Sebetulnya tidak ada yang aneh bila pejabat tingkat 2 mencalonkan diri menjadi pejabat daerah tingkat 1. Ada banyak contoh, seperti Alex Nurdin itulah … dari bupati Musi–Banyuasin yang dianggap berhasil, lalu maju ke tingkat 1 sebagai gubernur Sumatera Selatan. Jabatan sebagai gubernur Sumatera Barat yang disandang Gamawan Fauzi, tentu tak lepas dari kiprah dan keberhasilannya sebagai bupati Solok, hingga akhirnya dia dipercaya presiden menjadi Menteri Dalam Negeri RI.

Yang jadi kunci bagi Jokowi–Ahok adalah “keberanian dan kenekatan” mereka menerima pinangan pendukung–sponsornya untuk mencalonkan diri sebagai calon gubernur dan calon wakil gubernur DKI Jakarta Raya. Wilayah/propinsi yang dianggap memiliki tingkat yang paling tinggi di antara jabatan gubernur di 33 provinsi/daerah istimewa di Indonesia. Sebagai penguasa propinsi, gubernur DKI Jakarta harus “melayani” pejabat tingkat nasional mulai dari eksekutif, legislatif maupun Judikatif. Pejabat tinggi di BUMN maupun perusahaan2 asing dan swasta nasional serta pejabat/diplomat asing. Tentu tidak mudah untuk masuk ke lingkungan tersebut, kecuali mereka adalah orang–orang yang nekat dan percaya diri.  Mungkin pemimpin DKI Jakarta Raya memang harus orang yang nekat…. Sosok yang berani dan keras kepala alias koppig, sebagaimana kata bung Karno saat memilih Ali Sadikin sebagai gubernur DKI Jakarta lebih dari 45 tahun yang lalu.

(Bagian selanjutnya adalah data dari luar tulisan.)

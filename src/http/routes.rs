//! HTTP route definitions - the sync protocol surface
//!
//! This is the externally observable contract: join, state report, mutation
//! submit, delta pull, leave. All endpoints are guest-friendly; a caller
//! without a player id is assigned an ephemeral one. Rooms are created on
//! first reference, so "room not found" never occurs.

use axum::{
    extract::{Path, Query, State},
    http::{header, Method, StatusCode},
    response::{IntoResponse, Json},
    routing::{get, post},
    Router,
};
use serde::{Deserialize, Serialize};
use tower_http::{compression::CompressionLayer, cors::{Any, CorsLayer}, trace::TraceLayer};
use tracing::info;

use crate::app::AppState;
use crate::util::identity::{resolve_display_name, resolve_player_id};
use crate::util::time::uptime_secs;
use crate::world::presence::{DEFAULT_HEALTH, DEFAULT_SPAWN_X, DEFAULT_SPAWN_Y};
use crate::world::{ApplyError, Equipment, PresenceEntry, PullOutcome, TileMutation, TileType, WorldSnapshot};

/// Build the application router
pub fn build_router(state: AppState) -> Router {
    let cors = if state.config.client_origin == "*" {
        CorsLayer::new()
            .allow_origin(Any)
            .allow_methods([Method::GET, Method::POST, Method::OPTIONS])
            .allow_headers([header::CONTENT_TYPE])
    } else {
        // Support multiple origins (comma-separated in CLIENT_ORIGIN)
        let allowed_origins: Vec<header::HeaderValue> = state
            .config
            .client_origin
            .split(',')
            .filter_map(|s| s.trim().parse::<header::HeaderValue>().ok())
            .collect();
        CorsLayer::new()
            .allow_origin(allowed_origins)
            .allow_methods([Method::GET, Method::POST, Method::OPTIONS])
            .allow_headers([header::CONTENT_TYPE])
            .allow_credentials(true)
    };

    Router::new()
        .route("/health", get(health_handler))
        .route("/rooms/:room_id/join", post(join_handler))
        .route("/rooms/:room_id/presence", post(report_state_handler))
        .route("/rooms/:room_id/mutations", post(submit_mutation_handler))
        .route("/rooms/:room_id/deltas", get(pull_deltas_handler))
        .route("/rooms/:room_id/leave", post(leave_handler))
        .layer(CompressionLayer::new())
        .layer(TraceLayer::new_for_http())
        .layer(cors)
        .with_state(state)
}

// ============================================================================
// Health endpoint
// ============================================================================

#[derive(Serialize)]
struct HealthResponse {
    status: &'static str,
    uptime_secs: u64,
    active_rooms: usize,
    active_players: usize,
}

async fn health_handler(State(state): State<AppState>) -> Json<HealthResponse> {
    Json(HealthResponse {
        status: "ok",
        uptime_secs: uptime_secs(),
        active_rooms: state.rooms.active_rooms(),
        active_players: state.rooms.total_players(),
    })
}

// ============================================================================
// Join
// ============================================================================

#[derive(Deserialize, Default)]
#[serde(default)]
struct JoinRequest {
    player_id: Option<String>,
    display_name: Option<String>,
    x: Option<f32>,
    y: Option<f32>,
}

#[derive(Serialize)]
struct JoinResponse {
    room_id: String,
    player_id: String,
    display_name: String,
    world: WorldSnapshot,
    players: Vec<PresenceEntry>,
    player_count: usize,
}

async fn join_handler(
    State(state): State<AppState>,
    Path(room_id): Path<String>,
    Json(req): Json<JoinRequest>,
) -> Result<Json<JoinResponse>, AppError> {
    let player_id = resolve_player_id(req.player_id);
    let display_name = resolve_display_name(req.display_name, &player_id);

    let room = state.rooms.get_or_create(&room_id);
    let outcome = room.join(
        &player_id,
        display_name.clone(),
        req.x.unwrap_or(DEFAULT_SPAWN_X),
        req.y.unwrap_or(DEFAULT_SPAWN_Y),
    );

    info!(room_id = %room_id, player_id = %player_id, "Player joined room");

    let player_count = outcome.others.len() + 1;
    Ok(Json(JoinResponse {
        room_id,
        player_id,
        display_name,
        world: outcome.snapshot,
        players: outcome.others,
        player_count,
    }))
}

// ============================================================================
// State report
// ============================================================================

#[derive(Deserialize)]
struct ReportStateRequest {
    player_id: Option<String>,
    display_name: Option<String>,
    x: f32,
    y: f32,
    #[serde(default = "default_health")]
    health: f32,
    #[serde(default)]
    equipment: Equipment,
}

fn default_health() -> f32 {
    DEFAULT_HEALTH
}

#[derive(Serialize)]
struct ReportStateResponse {
    player_id: String,
    players: Vec<PresenceEntry>,
    player_count: usize,
}

async fn report_state_handler(
    State(state): State<AppState>,
    Path(room_id): Path<String>,
    Json(req): Json<ReportStateRequest>,
) -> Result<Json<ReportStateResponse>, AppError> {
    let player_id = resolve_player_id(req.player_id);

    let room = state.rooms.get_or_create(&room_id);
    let players = room.report_state(
        &player_id,
        req.display_name,
        req.x,
        req.y,
        req.health,
        req.equipment,
    );

    let player_count = players.len() + 1;
    Ok(Json(ReportStateResponse {
        player_id,
        players,
        player_count,
    }))
}

// ============================================================================
// Mutation submit
// ============================================================================

#[derive(Deserialize)]
struct SubmitMutationRequest {
    player_id: Option<String>,
    x: i64,
    y: i64,
    /// `null` (or absent) clears the tile
    #[serde(default)]
    tile: Option<TileType>,
}

#[derive(Serialize)]
struct SubmitMutationResponse {
    mutation: TileMutation,
    watermark: u64,
}

async fn submit_mutation_handler(
    State(state): State<AppState>,
    Path(room_id): Path<String>,
    Json(req): Json<SubmitMutationRequest>,
) -> Result<Json<SubmitMutationResponse>, AppError> {
    let player_id = resolve_player_id(req.player_id);

    if state.mutation_limiter.check_key(&player_id).is_err() {
        return Err(AppError::RateLimited);
    }

    let room = state.rooms.get_or_create(&room_id);
    let mutation = room
        .submit_mutation(req.x, req.y, req.tile, &player_id)
        .map_err(AppError::OutOfBounds)?;

    let watermark = mutation.server_timestamp;
    Ok(Json(SubmitMutationResponse {
        mutation,
        watermark,
    }))
}

// ============================================================================
// Delta pull
// ============================================================================

#[derive(Deserialize)]
struct DeltaQuery {
    /// Watermark of the last mutation the client has applied (0 = none)
    #[serde(default)]
    since: u64,
}

#[derive(Serialize)]
struct DeltasResponse {
    resync_required: bool,
    changes: Vec<TileMutation>,
    watermark: u64,
    /// Present only when a resync is required
    #[serde(skip_serializing_if = "Option::is_none")]
    snapshot: Option<WorldSnapshot>,
}

async fn pull_deltas_handler(
    State(state): State<AppState>,
    Path(room_id): Path<String>,
    Query(query): Query<DeltaQuery>,
) -> Result<Json<DeltasResponse>, AppError> {
    let room = state.rooms.get_or_create(&room_id);

    let response = match room.pull_deltas(query.since) {
        PullOutcome::Changes {
            mutations,
            watermark,
        } => DeltasResponse {
            resync_required: false,
            changes: mutations,
            watermark,
            snapshot: None,
        },
        PullOutcome::ResyncRequired { snapshot } => {
            info!(room_id = %room_id, since = query.since, "Stale watermark, full resync");
            DeltasResponse {
                resync_required: true,
                changes: Vec::new(),
                watermark: snapshot.watermark,
                snapshot: Some(snapshot),
            }
        }
    };

    Ok(Json(response))
}

// ============================================================================
// Leave
// ============================================================================

#[derive(Deserialize)]
struct LeaveRequest {
    player_id: String,
}

#[derive(Serialize)]
struct LeaveResponse {
    left: bool,
}

async fn leave_handler(
    State(state): State<AppState>,
    Path(room_id): Path<String>,
    Json(req): Json<LeaveRequest>,
) -> Result<Json<LeaveResponse>, AppError> {
    // Leaving a room that was never created is a harmless no-op
    if let Some(room) = state.rooms.get(&room_id) {
        room.leave(&req.player_id);
        info!(room_id = %room_id, player_id = %req.player_id, "Player left room");
    }

    Ok(Json(LeaveResponse { left: true }))
}

// ============================================================================
// Error handling
// ============================================================================

#[derive(Debug, thiserror::Error)]
pub enum AppError {
    #[error(transparent)]
    OutOfBounds(#[from] ApplyError),

    #[error("Too many mutation submissions")]
    RateLimited,
}

impl IntoResponse for AppError {
    fn into_response(self) -> axum::response::Response {
        let (status, code, message) = match &self {
            AppError::OutOfBounds(err) => {
                (StatusCode::BAD_REQUEST, "out_of_bounds", err.to_string())
            }
            AppError::RateLimited => (
                StatusCode::TOO_MANY_REQUESTS,
                "rate_limited",
                self.to_string(),
            ),
        };

        let body = serde_json::json!({
            "error": message,
            "code": code,
        });

        (status, Json(body)).into_response()
    }
}
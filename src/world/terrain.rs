//! Seeded terrain generation for new rooms
//!
//! Terrain is the baseline a room's grid starts from; it is generated once
//! on room creation and never replayed through the change log. The seed is
//! derived from the room id, so the same id always produces the same world.

use rand::{Rng, SeedableRng};
use rand_chacha::ChaCha8Rng;
use std::collections::hash_map::DefaultHasher;
use std::hash::{Hash, Hasher};

use super::tile::TileType;

/// Derive a stable terrain seed from a room identifier
pub fn seed_for_room(room_id: &str) -> u64 {
    let mut hasher = DefaultHasher::new();
    room_id.hash(&mut hasher);
    hasher.finish()
}

/// Generate a terrain grid of the given dimensions, indexed `[x][y]`
pub fn generate(width: usize, height: usize, seed: u64) -> Vec<Vec<Option<TileType>>> {
    let mut rng = ChaCha8Rng::seed_from_u64(seed);
    let mut grid = vec![vec![None; height]; width];

    let ground_level = (height as f32 * 0.6) as i64;

    for x in 0..width {
        // Rolling hills around the ground line
        let offset = ((x as f32 * 0.05).sin() * 8.0) as i64;
        let surface = (ground_level + offset).clamp(0, height as i64 - 1) as usize;

        for y in surface..height {
            let depth = y - surface;
            let tile = if depth == 0 {
                TileType::Grass
            } else if depth < 5 {
                TileType::Dirt
            } else if depth < 15 {
                TileType::Stone
            } else if rng.gen_bool(0.1) {
                TileType::Diamond
            } else {
                TileType::Stone
            };
            grid[x][y] = Some(tile);
        }

        // Occasional tree trunks above the surface
        if surface > 10 && rng.gen_bool(0.08) {
            for tree_y in surface.saturating_sub(4)..surface {
                grid[x][tree_y] = Some(TileType::Wood);
            }
        }

        // Scattered ore seams below the surface
        if rng.gen_bool(0.05) {
            let ore_y = surface + rng.gen_range(5..15);
            if ore_y < height {
                let ore = if rng.gen_bool(0.3) {
                    TileType::Iron
                } else if rng.gen_bool(0.1) {
                    TileType::Diamond
                } else {
                    TileType::Gold
                };
                grid[x][ore_y] = Some(ore);
            }
        }
    }

    grid
}

#[cfg(test)]
mod tests {
    use super::*;

    #[test]
    fn same_seed_is_deterministic() {
        let a = generate(150, 80, 42);
        let b = generate(150, 80, 42);
        assert_eq!(a, b);
    }

    #[test]
    fn different_seeds_differ() {
        let a = generate(150, 80, 1);
        let b = generate(150, 80, 2);
        assert_ne!(a, b);
    }

    #[test]
    fn room_id_seed_is_stable() {
        assert_eq!(seed_for_room("alpha"), seed_for_room("alpha"));
    }

    #[test]
    fn dimensions_match_request() {
        let grid = generate(30, 20, 7);
        assert_eq!(grid.len(), 30);
        assert!(grid.iter().all(|col| col.len() == 20));
    }

    #[test]
    fn sky_is_empty_and_ground_is_solid() {
        let grid = generate(150, 80, 99);
        // Well above the ground line nothing but the odd tree trunk exists
        for x in 0..150 {
            assert!(grid[x][0].is_none() || grid[x][0] == Some(TileType::Wood));
            // Bottom row is always filled
            assert!(grid[x][79].is_some());
        }
    }
}
//! Per-room player presence tracking
//!
//! Presence is soft state: an entry exists while its owner keeps reporting
//! and evaporates once `last_seen` falls behind the liveness threshold. The
//! server is the arbiter of expiry; clients never see their own entry in
//! "other players" listings.

use serde::{Deserialize, Serialize};
use std::collections::HashMap;

use super::tile::TileType;

/// Default spawn position in world pixel space
pub const DEFAULT_SPAWN_X: f32 = 400.0;
pub const DEFAULT_SPAWN_Y: f32 = 300.0;
pub const DEFAULT_HEALTH: f32 = 100.0;

/// Held weapon options
#[derive(Debug, Clone, Copy, PartialEq, Eq, Serialize, Deserialize)]
#[serde(rename_all = "snake_case")]
pub enum Weapon {
    None,
    Sword,
    Bow,
    Axe,
}

/// Worn armor options
#[derive(Debug, Clone, Copy, PartialEq, Eq, Serialize, Deserialize)]
#[serde(rename_all = "snake_case")]
pub enum Armor {
    None,
    Leather,
    Iron,
    Diamond,
}

/// What a player currently has selected/equipped
#[derive(Debug, Clone, Copy, PartialEq, Serialize, Deserialize)]
pub struct Equipment {
    pub block: TileType,
    pub weapon: Weapon,
    pub armor: Armor,
}

impl Default for Equipment {
    fn default() -> Self {
        Self {
            block: TileType::Dirt,
            weapon: Weapon::Sword,
            armor: Armor::Leather,
        }
    }
}

/// One connected player's state within a room
#[derive(Debug, Clone, PartialEq, Serialize, Deserialize)]
pub struct PresenceEntry {
    pub player_id: String,
    pub display_name: String,
    pub x: f32,
    pub y: f32,
    pub health: f32,
    pub equipment: Equipment,
    /// Unix millis of the last report from this player
    pub last_seen: u64,
}

/// Tracks connected players and expires the inactive
pub struct PresenceTracker {
    players: HashMap<String, PresenceEntry>,
    /// Liveness threshold in milliseconds
    ttl_ms: u64,
}

impl PresenceTracker {
    pub fn new(ttl_ms: u64) -> Self {
        Self {
            players: HashMap::new(),
            ttl_ms,
        }
    }

    /// Upsert a player on room join
    pub fn join(
        &mut self,
        player_id: &str,
        display_name: String,
        x: f32,
        y: f32,
        now_ms: u64,
    ) -> PresenceEntry {
        let entry = PresenceEntry {
            player_id: player_id.to_string(),
            display_name,
            x,
            y,
            health: DEFAULT_HEALTH,
            equipment: Equipment::default(),
            last_seen: now_ms,
        };
        self.players.insert(player_id.to_string(), entry.clone());
        entry
    }

    /// Update a player's reported state, treating an unknown player as an
    /// implicit join (covers clients that outlived a server restart)
    pub fn report(
        &mut self,
        player_id: &str,
        display_name: Option<String>,
        x: f32,
        y: f32,
        health: f32,
        equipment: Equipment,
        now_ms: u64,
    ) {
        let entry = self
            .players
            .entry(player_id.to_string())
            .or_insert_with(|| PresenceEntry {
                player_id: player_id.to_string(),
                display_name: String::new(),
                x,
                y,
                health,
                equipment,
                last_seen: now_ms,
            });

        if let Some(name) = display_name {
            entry.display_name = name;
        } else if entry.display_name.is_empty() {
            entry.display_name = player_id.to_string();
        }
        entry.x = x;
        entry.y = y;
        entry.health = health;
        entry.equipment = equipment;
        entry.last_seen = now_ms;
    }

    /// Explicit removal on leave
    pub fn leave(&mut self, player_id: &str) {
        self.players.remove(player_id);
    }

    /// Drop entries whose last report is older than the liveness threshold
    pub fn purge_stale(&mut self, now_ms: u64) {
        let cutoff = now_ms.saturating_sub(self.ttl_ms);
        self.players.retain(|_, p| p.last_seen >= cutoff);
    }

    /// Purge, then list the remaining players, optionally excluding the
    /// caller's own entry
    pub fn list_active(&mut self, now_ms: u64, excluding: Option<&str>) -> Vec<PresenceEntry> {
        self.purge_stale(now_ms);
        let mut active: Vec<PresenceEntry> = self
            .players
            .values()
            .filter(|p| excluding != Some(p.player_id.as_str()))
            .cloned()
            .collect();
        // Stable listing order for clients
        active.sort_by(|a, b| a.player_id.cmp(&b.player_id));
        active
    }

    pub fn len(&self) -> usize {
        self.players.len()
    }

    pub fn is_empty(&self) -> bool {
        self.players.is_empty()
    }
}

#[cfg(test)]
mod tests {
    use super::*;

    const TTL: u64 = 30_000;

    fn tracker() -> PresenceTracker {
        PresenceTracker::new(TTL)
    }

    #[test]
    fn join_creates_entry_with_defaults() {
        let mut t = tracker();
        let entry = t.join("p1", "Alice".to_string(), 400.0, 300.0, 1_000);
        assert_eq!(entry.health, DEFAULT_HEALTH);
        assert_eq!(entry.equipment, Equipment::default());
        assert_eq!(t.len(), 1);
    }

    #[test]
    fn report_updates_fields_and_last_seen() {
        let mut t = tracker();
        t.join("p1", "Alice".to_string(), 0.0, 0.0, 1_000);
        t.report(
            "p1",
            None,
            50.0,
            60.0,
            80.0,
            Equipment {
                block: TileType::Stone,
                weapon: Weapon::Bow,
                armor: Armor::Iron,
            },
            5_000,
        );
        let active = t.list_active(5_000, None);
        assert_eq!(active[0].x, 50.0);
        assert_eq!(active[0].health, 80.0);
        assert_eq!(active[0].equipment.weapon, Weapon::Bow);
        assert_eq!(active[0].last_seen, 5_000);
        assert_eq!(active[0].display_name, "Alice");
    }

    #[test]
    fn report_for_unknown_player_is_implicit_join() {
        let mut t = tracker();
        t.report("ghost", None, 1.0, 2.0, 100.0, Equipment::default(), 1_000);
        assert_eq!(t.len(), 1);
        let active = t.list_active(1_000, None);
        assert_eq!(active[0].display_name, "ghost");
    }

    #[test]
    fn stale_entries_expire_on_list() {
        let mut t = tracker();
        t.join("p1", "Alice".to_string(), 0.0, 0.0, 1_000);
        t.join("p2", "Bob".to_string(), 0.0, 0.0, 20_000);
        // p1 has not reported within the TTL window
        let active = t.list_active(1_000 + TTL + 1, None);
        assert_eq!(active.len(), 1);
        assert_eq!(active[0].player_id, "p2");
    }

    #[test]
    fn listing_can_exclude_the_caller() {
        let mut t = tracker();
        t.join("me", "Me".to_string(), 0.0, 0.0, 1_000);
        t.join("other", "Other".to_string(), 0.0, 0.0, 1_000);
        let active = t.list_active(1_000, Some("me"));
        assert_eq!(active.len(), 1);
        assert_eq!(active[0].player_id, "other");
    }

    #[test]
    fn leave_removes_immediately() {
        let mut t = tracker();
        t.join("p1", "Alice".to_string(), 0.0, 0.0, 1_000);
        t.leave("p1");
        assert!(t.is_empty());
    }
}
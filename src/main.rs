mod app;
mod clipboard;
mod color;
mod config;
mod error;
mod export;
mod generator;
mod input;
mod tui;

use anyhow::Context;
use clap::{Parser, Subcommand};
use color::Color;
use std::path::PathBuf;

#[derive(Debug, Parser)]
#[command(name = "nuancier", version, about = "Color palette generator for the terminal")]
struct Cli {
    /// Override config file path.
    #[arg(long)]
    config: Option<PathBuf>,

    #[command(subcommand)]
    command: Option<Command>,
}

#[derive(Debug, Subcommand)]
enum Command {
    /// Run the interactive TUI (default).
    Tui {
        /// Start from this base color instead of the configured one.
        #[arg(long)]
        color: Option<Color>,
    },
    /// Print every palette derived from a color (headless).
    Generate {
        /// Base color as `#RRGGBB`.
        color: String,
        /// Print export documents as JSON instead of text.
        #[arg(long)]
        json: bool,
    },
    /// Write palette export files (headless).
    Export {
        /// Base color as `#RRGGBB`.
        color: Color,
        /// Only export this style (e.g. "Triade").
        #[arg(long)]
        style: Option<String>,
        /// Target directory; defaults to `export.dir` from the config.
        #[arg(long)]
        out: Option<PathBuf>,
    },
    /// Print the colors of a previously exported palette file (headless).
    Show {
        /// Path to a `*-palette.json` file.
        file: PathBuf,
    },
}

#[tokio::main]
async fn main() -> anyhow::Result<()> {
    let cli = Cli::parse();
    let cfg = config::load(cli.config.as_deref()).context("load config")?;
    let command = cli.command.unwrap_or(Command::Tui { color: None });

    let interactive = matches!(command, Command::Tui { .. });
    init_logging(&cfg, interactive)?;

    match command {
        Command::Tui { color } => {
            let mouse = cfg.input.mouse;
            let mut app = app::App::new(cfg, color)?;
            let mut terminal = tui::TerminalGuard::enter(mouse).context("init terminal")?;
            app.run(terminal.terminal_mut()).await?;
        }
        Command::Generate { color, json } => {
            let palettes = generator::generate_hex(&color)?;
            if json {
                let color = Color::parse_hex(&color)?;
                let docs: Vec<_> = palettes
                    .iter()
                    .map(|p| export::PaletteExport::new(p, color))
                    .collect();
                println!("{}", serde_json::to_string_pretty(&docs)?);
            } else {
                print_palettes(&palettes);
            }
        }
        Command::Export { color, style, out } => {
            let dir = out.unwrap_or_else(|| cfg.export.dir.clone());
            let palettes = match style.as_deref() {
                Some(name) => {
                    let style = generator::find_style(name)
                        .with_context(|| format!("unknown palette style: {name}"))?;
                    vec![style.apply(color)]
                }
                None => generator::generate(color),
            };
            for palette in &palettes {
                let path = export::save(palette, color, &dir)
                    .with_context(|| format!("export {}", palette.name()))?;
                println!("{}", path.display());
            }
        }
        Command::Show { file } => {
            let raw = std::fs::read_to_string(&file)
                .with_context(|| format!("read {}", file.display()))?;
            let doc = export::parse(&raw).with_context(|| format!("parse {}", file.display()))?;
            println!("{} (base {})", doc.name, doc.base_color);
            let hexes: Vec<String> = doc.colors().iter().map(|c| c.hex()).collect();
            println!("    {}", hexes.join("  "));
        }
    }

    Ok(())
}

/// The TUI owns stdout, so interactive sessions log to a file instead.
fn init_logging(cfg: &config::Config, interactive: bool) -> anyhow::Result<()> {
    let level = cfg.log_level()?;
    let builder = tracing_subscriber::fmt()
        .with_target(false)
        .with_level(true)
        .with_max_level(level);

    if interactive {
        let path = cfg.log_file();
        if let Some(parent) = path.parent() {
            std::fs::create_dir_all(parent)
                .with_context(|| format!("create {}", parent.display()))?;
        }
        let file = std::fs::OpenOptions::new()
            .create(true)
            .append(true)
            .open(&path)
            .with_context(|| format!("open log file {}", path.display()))?;
        builder
            .with_ansi(false)
            .with_writer(std::sync::Mutex::new(file))
            .init();
    } else {
        builder.with_writer(std::io::stderr).init();
    }
    Ok(())
}

fn print_palettes(palettes: &[generator::GeneratedPalette]) {
    for palette in palettes {
        println!("{} ({})", palette.name(), palette.description());
        let hexes: Vec<String> = palette.colors().iter().map(|c| c.hex()).collect();
        println!("    {}", hexes.join("  "));
    }
}
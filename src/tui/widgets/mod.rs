pub mod help;
pub mod palettes;
pub mod picker;
pub mod root;

fn truncate_str(s: &str, max_len: usize) -> String {
    if max_len == 0 {
        return String::new();
    }
    let char_count: usize = s.chars().count();
    if char_count <= max_len {
        s.to_string()
    } else if max_len > 3 {
        let truncated: String = s.chars().take(max_len - 3).collect();
        format!("{}...", truncated)
    } else {
        s.chars().take(max_len).collect()
    }
}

Kekeras–kepalaan Jokowi sudah terbukti saat dia “menentang” kemauan gubernur Jawa Tengah, Bibit Waluyo, yang mendukung penguasaan dan penghancuran pabrik es di Solo, yaitu bangunan yang telah ditetapkan sebagai cagar budaya di wilayah kotamadya Solo. Kerendah–hatiannya juga sudah terbukti saat dia berhasil memindahkan pedagang kaki lima tanpa kekerasan sebagaimana selalu terjadi di berbagai kota di Indonesia. Di Solo, kepindahan pedagang kaki lima malah dilakukan secara sukarela dan dilaksanakan dengan serangkaian upacara dan arak–arakan di bawah pimpinan Jokowi.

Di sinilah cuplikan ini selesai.